Thursday, September 17, 2009

Florida County Crime Labs Feeling the Heat

It has been a rough August for a few of Florida’s county-run crime labs. First, last week we found out that the Broward County Sheriff’s Office Crime Lab is having a bit of financial difficulty:

The crime lab has been in operation in Broward since 1969, but with the state of the economy, auditors and county commissioners are searching for funds to keep it going.

Evidently, they don’t have the money to pay for the lab’s $7 million budget, especially with the State of Florida only subsidizing 13% percent of that budget. One option was to charge local law enforcement agencies for use of the lab’s services. Another, is to turn the lab over to the Florida Department of Law Enforcement and let them run it. However, the local Sheriff wants none of that:

Lamberti said it’s essential that the crime lab stay in Broward, for the sake of solving crimes before it’s too late.

He points to the recent case of a Taco Bell manager found dead in an Oakland Park restaurant. About the only thing Lamvberti’s detectives had to go on were fingerprints on a cup left at the scene.

“The closest state lab to Broward County is Fort Meyers. The evidence would have had to been transported there, analyzed,” Lamberti said. “It would have been weeks before we got those finger prints back.”

The lab lifted the prints, and the BSO had a suspect nabbed in the same day, before he could run.

“Within 21 hours we had the evidence analyzed, mainly finger prints, and we had the suspect in custody, all within 21 hours,” Lamberti said.

A little criminal fear mongering solves every problem. But this raises the question of which would be better, a better funded State lab that has more moving parts and may be less efficient or a locally controlled but cash strapped lab able to more timely respond to criminal investigative needs. Well, with this news from last week as evidence, maybe law enforcement-run labs, whether local or state, are really the problem:

Fourteen months after the DNA match, the rape suspect, Edward Mozie, would be arrested in a separate case for murdering Christine Myers in Sunrise.

Records show the DNA match sent by CODIS — the national DNA database — to MDPD on July 18, 2004 would have linked Edward Mozie to a rape on January 18, 2004 in Northwest Miami-Dade. The Florida Department of Law Enforcement confirms it received a copy of the notification on that date.

However, in a memo obtained by the CBS4 I-Team, MDPD says it has no record of the match being received by the department’s Crime Lab at that time. That means the information never got passed along to MDPD detectives who were looking for the rapist in the Northwest Miami-Dade attack.

Mozie was arrested on September 20, 2005 by the Sunrise Police Department for the murder of 18-year-old Christine Myers — 14 months after the DNA match that should have led to his arrest on a rape charge.

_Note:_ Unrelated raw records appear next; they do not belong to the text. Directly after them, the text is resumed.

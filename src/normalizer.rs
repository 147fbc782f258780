//! Default-filling for model output.

use chrono::{DateTime, Utc};
use serde_json::{json, Map, Value};

use crate::models::{utc_timestamp_at, ClientProfile, CoverageResult};

/// Fills every absent result key with its default and returns the full result.
///
/// Present keys are never touched, whatever their value: an explicit `0`,
/// `null` or a negative amount is passed through as the model sent it.
pub fn normalize(parsed: Map<String, Value>, profile: &ClientProfile) -> CoverageResult {
    normalize_at(parsed, profile, Utc::now())
}

pub fn normalize_at(
    mut parsed: Map<String, Value>,
    profile: &ClientProfile,
    now: DateTime<Utc>,
) -> CoverageResult {
    let currency = profile.currency_or_default();

    parsed
        .entry("coverage_currency")
        .or_insert_with(|| json!(currency));
    parsed.entry("coverage_amount").or_insert_with(|| json!(0));
    parsed
        .entry("breakdown")
        .or_insert_with(|| Value::Object(Map::new()));
    parsed
        .entry("assumptions")
        .or_insert_with(|| Value::Object(Map::new()));
    parsed
        .entry("recommendations")
        .or_insert_with(|| Value::Array(Vec::new()));
    parsed
        .entry("research_notes")
        .or_insert_with(|| json!(""));
    parsed
        .entry("timestamp")
        .or_insert_with(|| json!(utc_timestamp_at(now)));

    CoverageResult::from_complete(parsed)
}

#[cfg(test)]
mod tests {
    use super::*;
    use chrono::TimeZone;

    fn profile(currency: &str) -> ClientProfile {
        ClientProfile {
            age: 40,
            annual_income: 60_000.0,
            dependents: 1,
            location: "Ontario".to_string(),
            total_debt: 0.0,
            available_savings: 0.0,
            existing_life_insurance: 0.0,
            income_replacement_years: 5,
            currency: currency.to_string(),
        }
    }

    fn now() -> DateTime<Utc> {
        Utc.with_ymd_and_hms(2025, 1, 2, 3, 4, 5).unwrap()
    }

    #[test]
    fn empty_object_gets_every_default() {
        let result = normalize_at(Map::new(), &profile("CAD"), now());

        assert_eq!(result.coverage_currency, json!("CAD"));
        assert_eq!(result.coverage_amount, json!(0));
        assert_eq!(result.breakdown, json!({}));
        assert_eq!(result.assumptions, json!({}));
        assert_eq!(result.recommendations, json!([]));
        assert_eq!(result.research_notes, json!(""));
        assert_eq!(result.timestamp, json!("2025-01-02T03:04:05.000000+00:00"));
        assert!(result.extra.is_empty());
    }

    #[test]
    fn blank_profile_currency_falls_back_to_usd() {
        let result = normalize_at(Map::new(), &profile(""), now());
        assert_eq!(result.coverage_currency, json!("USD"));
    }

    #[test]
    fn present_values_are_never_overridden() {
        let parsed = json!({
            "coverage_amount": 0,
            "coverage_currency": "EUR",
            "breakdown": null,
            "research_notes": "",
            "recommendations": [{"name": "A"}],
            "timestamp": "yesterday"
        });
        let result = normalize_at(
            parsed.as_object().unwrap().clone(),
            &profile("CAD"),
            now(),
        );

        assert_eq!(result.coverage_amount, json!(0));
        assert_eq!(result.coverage_currency, json!("EUR"));
        assert_eq!(result.breakdown, Value::Null);
        assert_eq!(result.recommendations, json!([{"name": "A"}]));
        assert_eq!(result.timestamp, json!("yesterday"));
        assert_eq!(result.assumptions, json!({}));
    }

    #[test]
    fn negative_amount_passes_through() {
        let parsed = json!({"coverage_amount": -1500});
        let result = normalize_at(parsed.as_object().unwrap().clone(), &profile("USD"), now());
        assert_eq!(result.coverage_amount, json!(-1500));
    }

    #[test]
    fn normalizing_a_complete_result_is_idempotent() {
        let first = normalize_at(
            json!({"coverage_amount": 813520, "note": "kept"})
                .as_object()
                .unwrap()
                .clone(),
            &profile("USD"),
            now(),
        );
        let later = Utc.with_ymd_and_hms(2030, 1, 1, 0, 0, 0).unwrap();
        let second = normalize_at(first.clone().into_map(), &profile("GBP"), later);

        assert_eq!(first, second);
    }
}
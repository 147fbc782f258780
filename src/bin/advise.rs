//! Interactive coverage advisor for the terminal.
//!
//! Asks Gemini for a recommendation and prints it next to the locally computed
//! formula. `--offline` skips the model and prints the local estimate only.

use std::sync::Arc;

use clap::{Parser, ValueEnum};
use coverage_advisor::advisor::AdvisorService;
use coverage_advisor::config::Config;
use coverage_advisor::coverage::{CoverageEstimate, DEFAULT_REAL_DISCOUNT_RATE};
use coverage_advisor::gemini_client::GeminiClient;
use coverage_advisor::models::ClientProfile;
use coverage_advisor::report::CoverageReport;

#[derive(Debug, Clone, Copy, ValueEnum)]
#[value(rename_all = "UPPER")]
enum Currency {
    Usd,
    Cad,
    Eur,
    Gbp,
    Aud,
    Inr,
}

impl Currency {
    fn code(self) -> &'static str {
        match self {
            Currency::Usd => "USD",
            Currency::Cad => "CAD",
            Currency::Eur => "EUR",
            Currency::Gbp => "GBP",
            Currency::Aud => "AUD",
            Currency::Inr => "INR",
        }
    }
}

#[derive(Debug, Parser)]
#[command(name = "advise", about = "Life insurance coverage advisor")]
struct Args {
    #[arg(long, default_value_t = 35, value_parser = clap::value_parser!(i32).range(18..=85))]
    age: i32,

    #[arg(long, default_value_t = 85_000.0, value_parser = non_negative)]
    annual_income: f64,

    #[arg(long, default_value_t = 2, value_parser = clap::value_parser!(i32).range(0..=10))]
    dependents: i32,

    /// Country / state
    #[arg(long, default_value = "United States")]
    location: String,

    /// Total outstanding debt, including mortgage
    #[arg(long, default_value_t = 200_000.0, value_parser = non_negative)]
    total_debt: f64,

    /// Savings and investments available to dependents
    #[arg(long, default_value_t = 50_000.0, value_parser = non_negative)]
    savings: f64,

    #[arg(long, default_value_t = 100_000.0, value_parser = non_negative)]
    existing_cover: f64,

    /// Income replacement horizon in years (5, 10 or 15)
    #[arg(long, default_value_t = 10, value_parser = horizon)]
    years: i32,

    #[arg(long, value_enum, default_value_t = Currency::Usd)]
    currency: Currency,

    /// Skip the model and print the local formula only
    #[arg(long)]
    offline: bool,

    /// Print the normalized result as JSON instead of the report
    #[arg(long)]
    json: bool,
}

fn non_negative(raw: &str) -> Result<f64, String> {
    let value: f64 = raw.parse().map_err(|_| format!("'{}' is not a number", raw))?;
    if value < 0.0 {
        return Err("must be zero or greater".to_string());
    }
    Ok(value)
}

fn horizon(raw: &str) -> Result<i32, String> {
    match raw.parse::<i32>() {
        Ok(years @ (5 | 10 | 15)) => Ok(years),
        _ => Err("horizon must be 5, 10 or 15".to_string()),
    }
}

impl Args {
    fn profile(&self) -> ClientProfile {
        ClientProfile {
            age: self.age,
            annual_income: self.annual_income,
            dependents: self.dependents,
            location: self.location.clone(),
            total_debt: self.total_debt,
            available_savings: self.savings,
            existing_life_insurance: self.existing_cover,
            income_replacement_years: self.years,
            currency: self.currency.code().to_string(),
        }
    }
}

#[tokio::main]
async fn main() -> anyhow::Result<()> {
    tracing_subscriber::fmt()
        .with_env_filter(
            tracing_subscriber::EnvFilter::try_from_default_env()
                .unwrap_or_else(|_| "coverage_advisor=warn".into()),
        )
        .with_writer(std::io::stderr)
        .init();

    let args = Args::parse();
    let profile = args.profile();

    let result = if args.offline {
        CoverageEstimate::compute(&profile, DEFAULT_REAL_DISCOUNT_RATE).to_result(&profile)
    } else {
        let config = Config::from_env()?;
        let gemini = GeminiClient::from_config(&config)?;
        let advisor = AdvisorService::new(Arc::new(gemini), &config);
        eprintln!(
            "Asking {} to simulate E2B & Firecrawl and return final JSON...",
            advisor.model_name()
        );
        advisor.advise(&profile).await?
    };

    if args.json {
        println!("{}", serde_json::to_string_pretty(&result)?);
    } else {
        println!("{}", CoverageReport::build(&result, &profile));
    }

    Ok(())
}
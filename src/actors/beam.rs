use crate::actors::bird::{Bird, Direction};
use crate::geometry::{check_bound, rotated_extent, Rect};

// 光束：沿发射时的朝向直线飞行，离开画面即消失
#[derive(Clone, Debug, PartialEq)]
pub struct Beam {
    pub rect: Rect,
    pub direction: Direction,
}

impl Beam {
    // 从玩家朝向一侧的边缘发射，sprite 为未旋转的光束图片尺寸
    pub fn fire(bird: &Bird, sprite: (i32, i32)) -> Self {
        let direction = bird.facing;
        let (w, h) = rotated_extent(sprite.0, sprite.1, direction.angle_degrees());
        let (dx, dy) = direction.delta();
        let from = bird.rect();
        let (cx, cy) = from.center();
        let center = (cx + dx * from.width / 2, cy + dy * from.height / 2);
        Self {
            rect: Rect::from_center(center, w, h),
            direction,
        }
    }

    pub fn rect(&self) -> Rect {
        self.rect
    }

    pub fn vel(&self) -> (i32, i32) {
        self.direction.delta()
    }

    pub fn angle_degrees(&self) -> f32 {
        self.direction.angle_degrees()
    }

    // 移动一步，返回是否仍在画面内
    pub fn update(&mut self, area: &Rect) -> bool {
        let (vx, vy) = self.vel();
        self.rect.move_by(vx, vy);
        check_bound(area, &self.rect) == (true, true)
    }
}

So did FDLE get the match and not pass it on to Miami Dade PD or did MDPD get it but not pass it onto investigators? Evidently, it is no one’s fault, or at least all agencies are covering their behinds to avoid obvious responsibility for a woman’s death. The FBI says they sent the match. FDLE says they got a copy of the match on the same day (even though they had the rapists DNA in the databse since 1997 and could have provided the match), and MDPD says they never received it.

Whatever way you cut it, this illuminates the problems with law enforcement-run labs. They are inefficient. And they are subjectively biased instead of scientifically objective because they work for the agency whose job it is to put people in prison.

The easiest way to solve this issue would be to make these government run labs independent from law enforcement agencies. While there is absolutely no chance of that happening in Florida, it should be the goal.